Meditations On Grief
10 years without mom. Plus, processing grief through art and laughter, and comforting nostalgic Toronto eats.
Please forgive the late Sunday’s Best, (it’s Canada Day long weekend so I’m pretending today is Sunday), and the hiatus, I’ve been on the road. With the ten-year anniversary of my mom’s death last week, I’ve been thinking about this edition for a while. If reading about grief is not for you, please scroll down to the recommendations (and if those are too heavy too, skip this one entirely). 💜
I’m not one to easily believe in signs from the other side but a few months ago, my skepticism was tested. At the beginning of an EMDR session (a type of hypnosis therapy used to treat PTSD) in which we were revisiting a traumatic childhood memory of my mom, I was distracted by a dead bird outside my window. The distraction was not so much the ghastly sight of the limp bird, but the larger black bird that was holding the dead bird in a single talon as it precariously perched on the gable of a shed in my backyard. The dead weight of the bird it was clinging onto kept pulling it down the roof, but the black bird refused to let go, repeatedly climbing back up to the top of the shed, dragging the dead bird along the roof.

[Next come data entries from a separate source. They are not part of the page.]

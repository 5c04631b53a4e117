//! Gamebot - process kernel for an inline-games Telegram bot.
//!
//! A single positional argument selects the operating mode: webhook
//! management (`set`/`unset`/`info`), one inbound-update server (`handle`),
//! a one-shot scheduled-job run (`cron`), storage schema creation
//! (`install`), or one of the two continuous loops (`loop`, `worker`).
//!
//! ## Architecture
//!
//! - `config` - environment defaults plus an optional JSON override
//! - `kernel` - mode table and dispatch
//! - `validate` - inbound request authenticity checks
//! - `webhook` - registration calls and the inbound HTTP listener
//! - `cron` - lock-guarded scheduled-job runner
//! - `runtime` - polling and worker loop drivers
//! - `telegram` - platform client seam (teloxide-backed)
//! - `database` - MongoDB storage collaborator

mod config;
mod cron;
mod database;
mod error;
mod kernel;
mod runtime;
mod telegram;
mod utils;
mod validate;
mod webhook;

use std::path::Path;
use std::process::ExitCode;

use tracing::error;
use tracing_subscriber::EnvFilter;

use config::Config;
use kernel::{ExitOutcome, Kernel};

#[tokio::main]
async fn main() -> ExitCode {
    dotenvy::dotenv().ok();

    let filter = EnvFilter::try_from_default_env()
        .unwrap_or_else(|_| EnvFilter::new("gamebot=info,teloxide=warn"));
    tracing_subscriber::fmt().with_env_filter(filter).init();

    let override_path =
        std::env::var("BOT_CONFIG").unwrap_or_else(|_| "config.json".to_string());
    let config = Config::load(Path::new(&override_path));

    let arg = std::env::args().nth(1).unwrap_or_default();

    match Kernel::new(config).dispatch(&arg).await {
        Ok(ExitOutcome::Success) => ExitCode::SUCCESS,
        Ok(ExitOutcome::Usage) => ExitCode::FAILURE,
        Err(err) => {
            // Sole process-exit decision point; handlers only return errors.
            error!(error = %err, "mode handler failed");
            ExitCode::FAILURE
        }
    }
}
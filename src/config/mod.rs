//! Configuration for the bot kernel.
//!
//! Defaults come from environment variables (a `.env` file is honoured).
//! An optional JSON override file replaces values at top-level key
//! granularity: a key the file supplies replaces the whole default value for
//! that key, a key it omits keeps the default. Sections are never deep-merged.
//!
//! The loaded [`Config`] is immutable; components receive it by reference.
//! Identity fields (token, username) are validated by the mode that needs
//! them, not here, so e.g. `help` works on an empty environment.

use std::env;
use std::path::{Path, PathBuf};

use serde::Deserialize;
use tracing::warn;

/// Webhook registration parameters.
#[derive(Debug, Clone, Deserialize)]
#[serde(default)]
pub struct WebhookConfig {
    /// Public base URL Telegram should push updates to.
    pub url: Option<String>,

    /// Local port the `handle` mode listens on.
    pub port: u16,

    pub max_connections: Option<u8>,

    /// Update kinds to subscribe to, in Telegram API naming.
    pub allowed_updates: Vec<String>,

    /// Path to a self-signed certificate to upload with the registration.
    pub certificate: Option<PathBuf>,
}

impl Default for WebhookConfig {
    fn default() -> Self {
        Self {
            url: None,
            port: 8443,
            max_connections: Some(100),
            allowed_updates: [
                "message",
                "inline_query",
                "chosen_inline_result",
                "callback_query",
            ]
            .iter()
            .map(|s| s.to_string())
            .collect(),
            certificate: None,
        }
    }
}

/// Storage connection parameters.
#[derive(Debug, Clone, Deserialize)]
#[serde(default)]
pub struct StorageConfig {
    pub uri: String,
    pub database: String,

    /// Game sessions untouched for longer than this are stale.
    pub session_ttl_secs: u64,
}

impl Default for StorageConfig {
    fn default() -> Self {
        Self {
            uri: "mongodb://localhost:27017".to_string(),
            database: "gamebot".to_string(),
            session_ttl_secs: 86_400,
        }
    }
}

/// A named ordered group of scheduled job identifiers.
#[derive(Debug, Clone, Deserialize)]
pub struct CronGroup {
    pub name: String,
    pub jobs: Vec<String>,
}

/// Scheduled-job configuration.
///
/// Groups run in listed order, jobs in within-group order. A job listed twice
/// runs twice; repetition is how a job's frequency is weighted.
#[derive(Debug, Clone, Deserialize)]
#[serde(default)]
pub struct CronConfig {
    pub groups: Vec<CronGroup>,
}

impl Default for CronConfig {
    fn default() -> Self {
        Self {
            groups: vec![CronGroup {
                name: "default".to_string(),
                jobs: vec!["/cleansessions".to_string()],
            }],
        }
    }
}

/// Application configuration, assembled once at startup.
#[derive(Debug, Clone)]
pub struct Config {
    pub bot_token: Option<String>,

    /// Bot username (without @).
    pub bot_username: Option<String>,

    /// Shared secret for webhook authenticity checks.
    pub secret: Option<String>,

    /// Administrator user IDs.
    pub admins: Vec<i64>,

    pub webhook: WebhookConfig,
    pub storage: StorageConfig,
    pub cron: CronConfig,

    /// Whether inbound webhook requests are checked against `valid_ips`.
    pub validate_request: bool,

    /// Allowed source ranges: single address, `start-end` span, or CIDR.
    pub valid_ips: Vec<String>,

    pub analytics_token: Option<String>,

    /// Shortens the worker interval and raises log verbosity.
    pub debug: bool,

    /// Fallback used to derive the webhook URL on Heroku-style hosting.
    pub heroku_app_name: Option<String>,

    /// Overrides where runtime files (the cron lock) live.
    pub data_dir: Option<PathBuf>,
}

/// JSON override layer. Every field is optional; a present field replaces the
/// corresponding default wholesale.
#[derive(Debug, Default, Deserialize)]
struct ConfigOverlay {
    bot_token: Option<String>,
    bot_username: Option<String>,
    secret: Option<String>,
    admins: Option<Vec<i64>>,
    webhook: Option<WebhookConfig>,
    storage: Option<StorageConfig>,
    cron: Option<CronConfig>,
    validate_request: Option<bool>,
    valid_ips: Option<Vec<String>>,
    analytics_token: Option<String>,
    debug: Option<bool>,
    heroku_app_name: Option<String>,
    data_dir: Option<PathBuf>,
}

impl Default for Config {
    fn default() -> Self {
        Self {
            bot_token: None,
            bot_username: None,
            secret: None,
            admins: Vec::new(),
            webhook: WebhookConfig::default(),
            storage: StorageConfig::default(),
            cron: CronConfig::default(),
            validate_request: true,
            // Telegram webhook origin range.
            valid_ips: vec!["149.154.167.197-149.154.167.233".to_string()],
            analytics_token: None,
            debug: false,
            heroku_app_name: None,
            data_dir: None,
        }
    }
}

impl Config {
    /// Build defaults from environment variables.
    pub fn from_env() -> Self {
        let mut cfg = Self::default();

        cfg.bot_token = non_empty(env::var("BOT_TOKEN").ok());
        cfg.bot_username = non_empty(env::var("BOT_USERNAME").ok())
            .map(|s| s.trim_start_matches('@').to_string());
        cfg.secret = non_empty(env::var("BOT_SECRET").ok());

        cfg.admins = env::var("BOT_ADMINS")
            .unwrap_or_default()
            .split(',')
            .filter_map(|s| s.trim().parse::<i64>().ok())
            .collect();

        cfg.webhook.url = non_empty(env::var("BOT_WEBHOOK").ok());
        if let Some(port) = env::var("BOT_WEBHOOK_PORT")
            .ok()
            .and_then(|p| p.trim().parse::<u16>().ok())
        {
            cfg.webhook.port = port;
        }

        if let Some(uri) = non_empty(env::var("MONGODB_URI").ok()) {
            cfg.storage.uri = uri;
        }
        if let Some(db) = non_empty(env::var("MONGODB_DATABASE").ok()) {
            cfg.storage.database = db;
        }

        cfg.analytics_token = non_empty(env::var("ANALYTICS_TOKEN").ok());
        cfg.debug = env::var("DEBUG").is_ok_and(|v| !v.is_empty() && v != "0");
        cfg.heroku_app_name = non_empty(env::var("HEROKU_APP_NAME").ok());
        cfg.data_dir = non_empty(env::var("DATA_PATH").ok()).map(PathBuf::from);

        cfg
    }

    /// Load defaults, then apply the override file if it exists and parses.
    /// A malformed override is ignored with a warning; defaults win.
    pub fn load(override_path: &Path) -> Self {
        let cfg = Self::from_env();
        match std::fs::read_to_string(override_path) {
            Ok(raw) => match serde_json::from_str::<ConfigOverlay>(&raw) {
                Ok(overlay) => cfg.apply(overlay),
                Err(err) => {
                    warn!(path = %override_path.display(), %err, "ignoring malformed config override");
                    cfg
                }
            },
            Err(_) => cfg,
        }
    }

    fn apply(mut self, overlay: ConfigOverlay) -> Self {
        if let Some(v) = overlay.bot_token {
            self.bot_token = Some(v);
        }
        if let Some(v) = overlay.bot_username {
            self.bot_username = Some(v);
        }
        if let Some(v) = overlay.secret {
            self.secret = Some(v);
        }
        if let Some(v) = overlay.admins {
            self.admins = v;
        }
        if let Some(v) = overlay.webhook {
            self.webhook = v;
        }
        if let Some(v) = overlay.storage {
            self.storage = v;
        }
        if let Some(v) = overlay.cron {
            self.cron = v;
        }
        if let Some(v) = overlay.validate_request {
            self.validate_request = v;
        }
        if let Some(v) = overlay.valid_ips {
            self.valid_ips = v;
        }
        if let Some(v) = overlay.analytics_token {
            self.analytics_token = Some(v);
        }
        if let Some(v) = overlay.debug {
            self.debug = v;
        }
        if let Some(v) = overlay.heroku_app_name {
            self.heroku_app_name = Some(v);
        }
        if let Some(v) = overlay.data_dir {
            self.data_dir = Some(v);
        }
        self
    }

    /// Bot token, required by every mode that talks to Telegram.
    pub fn require_token(&self) -> Result<&str, crate::error::KernelError> {
        self.bot_token
            .as_deref()
            .ok_or_else(|| crate::error::KernelError::config("BOT_TOKEN is not set"))
    }

    /// Where the cron lock file lives. Fixed path inside the temporary-file
    /// area unless a data directory is configured.
    pub fn lock_path(&self) -> PathBuf {
        self.data_dir
            .clone()
            .unwrap_or_else(env::temp_dir)
            .join("gamebot-cron.lock")
    }
}

fn non_empty(value: Option<String>) -> Option<String> {
    value.map(|s| s.trim().to_string()).filter(|s| !s.is_empty())
}
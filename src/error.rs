//! Kernel error types.

use thiserror::Error;

/// Errors surfaced by the kernel's mode handlers.
///
/// Expected conditions (lock contention, failed request validation) are not
/// errors: they are handled where they occur. Anything that reaches `main`
/// through this type is logged there and turns into a failing exit code;
/// library code never terminates the process itself.
#[derive(Debug, Error)]
pub enum KernelError {
    /// Required configuration is missing or invalid for the selected mode.
    #[error("configuration error: {0}")]
    Config(String),

    /// The Telegram API transport or response reported a failure.
    #[error("telegram api error: {0}")]
    Upstream(String),

    /// Storage backend failure.
    #[error("storage error: {0}")]
    Storage(#[from] mongodb::error::Error),

    #[error(transparent)]
    Io(#[from] std::io::Error),
}

impl KernelError {
    /// Shorthand for a `Config` error from any displayable message.
    pub fn config(msg: impl Into<String>) -> Self {
        Self::Config(msg.into())
    }
}
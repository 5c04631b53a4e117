//! Webhook registration, status, and inbound handling.

pub mod server;

use std::sync::Arc;

use crate::config::Config;
use crate::error::KernelError;
use crate::telegram::{BotApi, UpdateSink};
use crate::validate::{InboundRequest, RequestValidator};

/// Append the handler route and secret to a base URL.
///
/// Exactly one `?`/`&` separator is chosen: `&` when the base already has a
/// query string, otherwise `?`, with a `/` inserted first when the base has
/// no query string and does not already end in one.
pub fn build_webhook_url(base: &str, secret: &str) -> String {
    let mut url = base.to_string();
    let separator = if url.contains('?') {
        '&'
    } else {
        if !url.ends_with('/') {
            url.push('/');
        }
        '?'
    };
    format!("{url}{separator}a=handle&s={secret}")
}

/// Issues webhook management calls and prints operator-facing outcome lines.
pub struct WebhookController<A: BotApi> {
    api: A,
    config: Config,
}

impl<A: BotApi> WebhookController<A> {
    pub fn new(api: A, config: Config) -> Self {
        Self { api, config }
    }

    /// Target base URL: configured value, or derived from the hosting
    /// provider's app name.
    fn base_url(&self) -> Result<String, KernelError> {
        if let Some(url) = self.config.webhook.url.as_deref().filter(|u| !u.is_empty()) {
            return Ok(url.to_string());
        }
        if let Some(app) = self
            .config
            .heroku_app_name
            .as_deref()
            .filter(|a| !a.is_empty())
        {
            return Ok(format!("https://{app}.herokuapp.com"));
        }
        Err(KernelError::config("webhook URL is empty"))
    }

    /// Register the webhook with the platform.
    ///
    /// Unauthenticated registration is disallowed: a missing shared secret is
    /// a configuration error, as is a missing URL.
    pub async fn register(&self) -> Result<(), KernelError> {
        let base = self.base_url()?;
        let secret = self
            .config
            .secret
            .as_deref()
            .filter(|s| !s.is_empty())
            .ok_or_else(|| KernelError::config("secret is empty"))?;

        let url = build_webhook_url(&base, secret);
        let outcome = self.api.set_webhook(&url, &self.config.webhook).await;

        if outcome.ok {
            println!("Webhook URL: {base}");
            println!("{}", outcome.description);
        } else {
            println!("Request failed: {}", outcome.description);
        }
        Ok(())
    }

    pub async fn deregister(&self) -> Result<(), KernelError> {
        let outcome = self.api.delete_webhook().await;
        if outcome.ok {
            println!("{}", outcome.description);
        } else {
            println!("Request failed: {}", outcome.description);
        }
        Ok(())
    }

    pub async fn status(&self) -> Result<(), KernelError> {
        let outcome = self.api.webhook_info().await;
        if outcome.ok {
            println!("{}", outcome.description);
        } else {
            println!("Request failed: {}", outcome.description);
        }
        Ok(())
    }
}

/// Validate one inbound request and forward its update if authentic.
/// Unauthentic requests are dropped silently: no processing, no error.
pub async fn handle_request(
    validator: &RequestValidator,
    sink: &Arc<dyn UpdateSink>,
    request: &InboundRequest,
    body: &str,
) {
    if !validator.is_authentic(request) {
        tracing::debug!("dropping unauthentic webhook request");
        return;
    }

    match serde_json::from_str::<teloxide::types::Update>(body) {
        Ok(update) => {
            if let Err(err) = sink.process(update).await {
                tracing::warn!(%err, "webhook update processing failed");
            }
        }
        Err(err) => tracing::debug!(%err, "ignoring undecodable update payload"),
    }
}

#[cfg(test)]
mod tests {
    use super::*;
    use async_trait::async_trait;
    use std::sync::Mutex;

    use crate::telegram::ApiOutcome;

    #[test]
    fn url_with_no_query_gains_slash_and_question_mark() {
        assert_eq!(
            build_webhook_url("https://x.com", "abc"),
            "https://x.com/?a=handle&s=abc"
        );
    }

    #[test]
    fn url_with_query_appends_with_ampersand() {
        assert_eq!(
            build_webhook_url("https://x.com?q=1", "abc"),
            "https://x.com?q=1&a=handle&s=abc"
        );
    }

    #[test]
    fn url_with_trailing_slash_is_not_doubled() {
        assert_eq!(
            build_webhook_url("https://x.com/", "abc"),
            "https://x.com/?a=handle&s=abc"
        );
    }

    struct FakeApi {
        set_urls: Mutex<Vec<String>>,
    }

    impl FakeApi {
        fn new() -> Self {
            Self {
                set_urls: Mutex::new(Vec::new()),
            }
        }
    }

    #[async_trait]
    impl BotApi for FakeApi {
        async fn set_webhook(
            &self,
            url: &str,
            _options: &crate::config::WebhookConfig,
        ) -> ApiOutcome {
            self.set_urls.lock().unwrap().push(url.to_string());
            ApiOutcome::success("Webhook was set")
        }

        async fn delete_webhook(&self) -> ApiOutcome {
            ApiOutcome::success("Webhook was deleted")
        }

        async fn webhook_info(&self) -> ApiOutcome {
            ApiOutcome::success("WebhookInfo { .. }")
        }
    }

    #[tokio::test]
    async fn register_requires_a_secret() {
        let mut config = Config::default();
        config.webhook.url = Some("https://x.com".to_string());

        let controller = WebhookController::new(FakeApi::new(), config);
        assert!(matches!(
            controller.register().await,
            Err(KernelError::Config(_))
        ));
    }

    #[tokio::test]
    async fn register_requires_a_url_or_hosting_fallback() {
        let mut config = Config::default();
        config.secret = Some("abc".to_string());

        let controller = WebhookController::new(FakeApi::new(), config.clone());
        assert!(matches!(
            controller.register().await,
            Err(KernelError::Config(_))
        ));

        config.heroku_app_name = Some("mybot".to_string());
        let api = FakeApi::new();
        let urls = {
            let controller = WebhookController::new(api, config);
            controller.register().await.unwrap();
            controller.api.set_urls.lock().unwrap().clone()
        };
        assert_eq!(urls, vec!["https://mybot.herokuapp.com/?a=handle&s=abc"]);
    }
}
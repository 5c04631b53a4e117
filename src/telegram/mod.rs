//! Seam to the Telegram platform client.
//!
//! The kernel's control flow only ever sees these traits; the teloxide-backed
//! [`TelegramClient`] is the production implementation. Keeping the seam
//! trait-shaped lets every mode handler run against in-memory doubles in
//! tests.

use std::sync::Mutex;

use async_trait::async_trait;
use teloxide::prelude::*;
use teloxide::payloads::{GetUpdatesSetters, SetWebhookSetters};
use teloxide::types::{AllowedUpdate, InputFile, Update};
use tracing::{debug, warn};
use url::Url;

use crate::config::{Config, WebhookConfig};
use crate::error::KernelError;

/// Result of a platform API call, reported to the operator as a description
/// line rather than raised as an error.
#[derive(Debug, Clone)]
pub struct ApiOutcome {
    pub ok: bool,
    pub description: String,
}

impl ApiOutcome {
    pub fn success(description: impl Into<String>) -> Self {
        Self {
            ok: true,
            description: description.into(),
        }
    }

    pub fn failure(description: impl Into<String>) -> Self {
        Self {
            ok: false,
            description: description.into(),
        }
    }
}

/// Webhook management calls.
#[async_trait]
pub trait BotApi: Send + Sync {
    async fn set_webhook(&self, url: &str, options: &WebhookConfig) -> ApiOutcome;
    async fn delete_webhook(&self) -> ApiOutcome;

    /// Raw webhook status structure, for operator inspection.
    async fn webhook_info(&self) -> ApiOutcome;
}

/// Retrieves pending updates and feeds them to the processing collaborator.
/// Returns how many updates were handled this round.
#[async_trait]
pub trait UpdateSource: Send + Sync {
    async fn poll(&self) -> Result<usize, KernelError>;
}

/// The update-processing collaborator. Per-command business logic lives
/// behind this trait and is not part of the kernel.
#[async_trait]
pub trait UpdateSink: Send + Sync {
    async fn process(&self, update: Update) -> Result<(), KernelError>;
}

/// Default sink: records the update and moves on. Stands in until a command
/// dispatcher is wired up.
#[derive(Debug, Default)]
pub struct TracingSink;

#[async_trait]
impl UpdateSink for TracingSink {
    async fn process(&self, update: Update) -> Result<(), KernelError> {
        debug!(update_id = update.id.0, "received update");
        Ok(())
    }
}

/// teloxide-backed platform client.
pub struct TelegramClient {
    bot: Bot,
    sink: std::sync::Arc<dyn UpdateSink>,
    /// Next getUpdates offset; confirmed server-side on the following call.
    offset: Mutex<Option<i32>>,
}

impl TelegramClient {
    pub fn new(
        config: &Config,
        sink: std::sync::Arc<dyn UpdateSink>,
    ) -> Result<Self, KernelError> {
        let token = config.require_token()?;
        Ok(Self {
            bot: Bot::new(token),
            sink,
            offset: Mutex::new(None),
        })
    }
}

#[async_trait]
impl BotApi for TelegramClient {
    async fn set_webhook(&self, url: &str, options: &WebhookConfig) -> ApiOutcome {
        let parsed = match Url::parse(url) {
            Ok(u) => u,
            Err(err) => return ApiOutcome::failure(format!("invalid webhook URL: {err}")),
        };

        let mut request = self.bot.set_webhook(parsed);
        if let Some(n) = options.max_connections {
            request = request.max_connections(n);
        }
        let allowed = allowed_updates(&options.allowed_updates);
        if !allowed.is_empty() {
            request = request.allowed_updates(allowed);
        }
        if let Some(cert) = &options.certificate {
            request = request.certificate(InputFile::file(cert.clone()));
        }

        match request.await {
            Ok(_) => ApiOutcome::success("Webhook was set"),
            Err(err) => ApiOutcome::failure(err.to_string()),
        }
    }

    async fn delete_webhook(&self) -> ApiOutcome {
        match self.bot.delete_webhook().await {
            Ok(_) => ApiOutcome::success("Webhook was deleted"),
            Err(err) => ApiOutcome::failure(err.to_string()),
        }
    }

    async fn webhook_info(&self) -> ApiOutcome {
        match self.bot.get_webhook_info().await {
            Ok(info) => ApiOutcome::success(format!("{info:#?}")),
            Err(err) => ApiOutcome::failure(err.to_string()),
        }
    }
}

#[async_trait]
impl UpdateSource for TelegramClient {
    async fn poll(&self) -> Result<usize, KernelError> {
        let offset = *self.offset.lock().expect("offset lock poisoned");

        let mut request = self.bot.get_updates();
        if let Some(offset) = offset {
            request = request.offset(offset);
        }

        let updates = request
            .await
            .map_err(|err| KernelError::Upstream(err.to_string()))?;

        let count = updates.len();
        for update in updates {
            let next = update.id.0 as i32 + 1;
            *self.offset.lock().expect("offset lock poisoned") = Some(next);

            if let Err(err) = self.sink.process(update).await {
                // One bad update must not poison the batch.
                warn!(%err, "update processing failed");
            }
        }

        Ok(count)
    }
}

/// Map configured update-kind names to the API enum. Unknown names are
/// skipped with a warning so a typo cannot abort registration.
fn allowed_updates(names: &[String]) -> Vec<AllowedUpdate> {
    names
        .iter()
        .filter_map(|name| match name.as_str() {
            "message" => Some(AllowedUpdate::Message),
            "edited_message" => Some(AllowedUpdate::EditedMessage),
            "channel_post" => Some(AllowedUpdate::ChannelPost),
            "edited_channel_post" => Some(AllowedUpdate::EditedChannelPost),
            "inline_query" => Some(AllowedUpdate::InlineQuery),
            "chosen_inline_result" => Some(AllowedUpdate::ChosenInlineResult),
            "callback_query" => Some(AllowedUpdate::CallbackQuery),
            "poll" => Some(AllowedUpdate::Poll),
            "poll_answer" => Some(AllowedUpdate::PollAnswer),
            "my_chat_member" => Some(AllowedUpdate::MyChatMember),
            "chat_member" => Some(AllowedUpdate::ChatMember),
            other => {
                warn!(kind = other, "unknown allowed_updates entry");
                None
            }
        })
        .collect()
}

Then, about halfway through my session, my eyes were drawn to another distraction outside my window—two giant heart-shaped balloons floating up into the sky. As they ascended, one balloon got stuck in the branch of a tree. With the second balloon attached to the first, it was unable to rise any further. The stuck balloon remained lodged in the tree while the free one flailed in the wind. The string that attached the two kept the free balloon tethered to the stuck balloon. The bird eventually flew away, still with the dead bird in its talon. But the two balloons remained attached—one stuck in the tree, the other flailing in the wind—for weeks.
In recent years, I’ve begun to feel the pressure of reaching ten years since my mom died. There is this sense that I shouldn’t still be dragging her dead weight. That I should let her go more easily. That the grief is holding me back in some way.
I’m back in the childhood neighbourhood where every familiar face feels like a mirror reflecting my old and new identities: daughter, caregiver, bereaved. I return to my local pharmacy to pick up my prescription and go to pay at the register instead of my usual self check-out because an employee I remember from my childhood is working the cash. She asked about my gloved hand, I tell her I injured it. “I have a whole new sense of empathy for my mom, she was disabled,” I explain, expecting her to not remember. “Oh yes, I remember helping her with her change,” she responded, much to my surprise. “You two were such a team.”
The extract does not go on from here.